Abstract
Background and aim
Physical inactivity is associated with an increased prevalence of atrial fibrillation (AF). We aim to evaluate whether cardiac rehabilitation (CR) motivates patients to become and stay physical active, and whether CR affects sinus rhythm maintenance and quality of life (QoL) in patients with persistent AF and moderate heart failure.
Methods
In the Routine versus Aggressive risk factor driven upstream rhythm Control for prevention of Early atrial fibrillation in heart failure study patients were randomized to conventional or targeted therapy. Targeted therapy contained next to optimal risk factor management a 3-month CR program, including self-reported physical activity and counseling. Successful physical activity was assessed in the targeted group, defined as activity of moderate intensity ≥ 150 min/week, or ≥ 75 min/week of vigorous intensity. AF was assessed at 1 year on 7-days Holter monitoring, QoL using general health, fatigue and AF symptom questionnaires.
Results
All 119 patients within the targeted group participated in the CR program, 106 (89%) completed it. At baseline 80 (67%) patients were successfully physical active, 39 (33%) were not. NTproBNP was lower in active patients. During 1-year follow-up physical active patients stayed active: 72 (90%) at 12 weeks, 72 (90%) at 1 year. Inactive patients became active: at 12 weeks 25 (64%) patients and 30 (77%) at 1 year. No benefits were seen on sinus rhythm maintenance and QoL for successful physical active patients.
Conclusion
In patients with persistent AF and moderate heart failure participation in CR contributes to improve and to maintain physical activity.
Keywords: Atrial Fibrillation, Physical activity, Cardiac rehabilitation
1. Introduction
Atrial fibrillation (AF) is associated with an increased risk of cardiovascular morbidity and mortality [1]. Underlying conditions such as diabetes, hypertension, coronary artery disease and obesity cause atrial remodeling, resulting in AF progression.

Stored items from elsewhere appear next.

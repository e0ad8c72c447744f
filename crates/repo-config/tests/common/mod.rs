//! Helpers shared by the integration tests.

use base64::Engine;
use mockito::{Mock, ServerGuard};
use serde_json::{json, Value};

pub const TOKEN: &str = "test-token";
pub const OWNER: &str = "acme";
pub const REPO: &str = "settings";
pub const FILE_PATH: &str = "services/api.json";

pub fn contents_path() -> String {
    format!("/repos/{OWNER}/{REPO}/contents/{FILE_PATH}")
}

/// Renders a contents API body the way GitHub does: base64 wrapped at 60 columns.
pub fn contents_body(document: &Value, sha: &str) -> String {
    let encoded = base64::engine::general_purpose::STANDARD.encode(document.to_string());
    let wrapped = encoded
        .as_bytes()
        .chunks(60)
        .map(|chunk| String::from_utf8_lossy(chunk).into_owned())
        .collect::<Vec<_>>()
        .join("\n");
    json!({
        "type": "file",
        "encoding": "base64",
        "name": "api.json",
        "path": FILE_PATH,
        "sha": sha,
        "content": format!("{wrapped}\n"),
    })
    .to_string()
}

/// Registers a contents mock answering with `document` on the default branch.
pub async fn mock_document(server: &mut ServerGuard, document: &Value, sha: &str) -> Mock {
    server
        .mock("GET", contents_path().as_str())
        .match_header("authorization", format!("Bearer {TOKEN}").as_str())
        .match_header("accept", "application/vnd.github+json")
        .with_status(200)
        .with_header("content-type", "application/json")
        .with_body(contents_body(document, sha))
        .create_async()
        .await
}
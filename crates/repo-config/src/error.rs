//! Error taxonomy surfaced by the configuration client.

use crate::github::HttpError;

/// Errors produced while fetching, decoding, parsing, or reading configuration.
#[derive(Debug, thiserror::Error)]
pub enum ConfigError {
    /// The remote content source failed (network, permissions, not found).
    #[error("remote fetch failed: {0}")]
    Http(#[from] HttpError),

    /// The fetched content could not be decoded from its transport encoding.
    #[error("failed to decode remote content: {0}")]
    Decode(String),

    /// The decoded bytes are not valid JSON.
    #[error("invalid JSON document: {0}")]
    Parse(#[from] serde_json::Error),

    /// The document is valid JSON but its top level is not an object.
    #[error("configuration document must be a JSON object, found {found}")]
    NotAnObject { found: &'static str },

    /// A typed accessor was used on an absent key or a value of another type.
    #[error("config key {key:?}: expected {expected}, found {found}")]
    TypeMismatch {
        key: String,
        expected: &'static str,
        found: &'static str,
    },

    #[error("invalid configuration: {0}")]
    InvalidConfig(String),
}

impl ConfigError {
    /// Returns true when the error comes from reading a key that is not in the snapshot.
    pub fn is_missing_key(&self) -> bool {
        matches!(self, Self::TypeMismatch { found, .. } if *found == ABSENT)
    }

    /// Returns true for errors raised while producing a snapshot (as opposed to reading one).
    pub fn is_fetch_error(&self) -> bool {
        matches!(
            self,
            Self::Http(_) | Self::Decode(_) | Self::Parse(_) | Self::NotAnObject { .. }
        )
    }
}

/// Type label reported in [`ConfigError::TypeMismatch`] for keys that are not present.
pub(crate) const ABSENT: &str = "absent";
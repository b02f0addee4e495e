pub mod detect;
pub mod http;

Physical activity has been shown to prevent underlying comorbidities and lower the risk of AF [2]. Low exercise capacity is associated with an increased risk of mortality and cardiovascular hospitalization and improvement of exercise capacity lowers these risks [3], [4]. Therefore the guidelines recommend moderate regular physical activity to prevent AF [[1], [2], [5]]. It has been shown that health benefit is gained with > 150 min moderate intensity activity per week, or 75 min vigorous intensity, or a combination, and that this strategy may reduce the risk of incident AF by 10% [6]. In addition, exercise training was associated with an improvement quality of life (QoL) [7]. In the CARDIOrespiratory FITness on Arrhythmia Recurrence in Obese Individuals With Atrial Fibrillation (CARDIO-FIT) trial the combination of risk factor management and an exercise program reduced the recurrence of AF [8].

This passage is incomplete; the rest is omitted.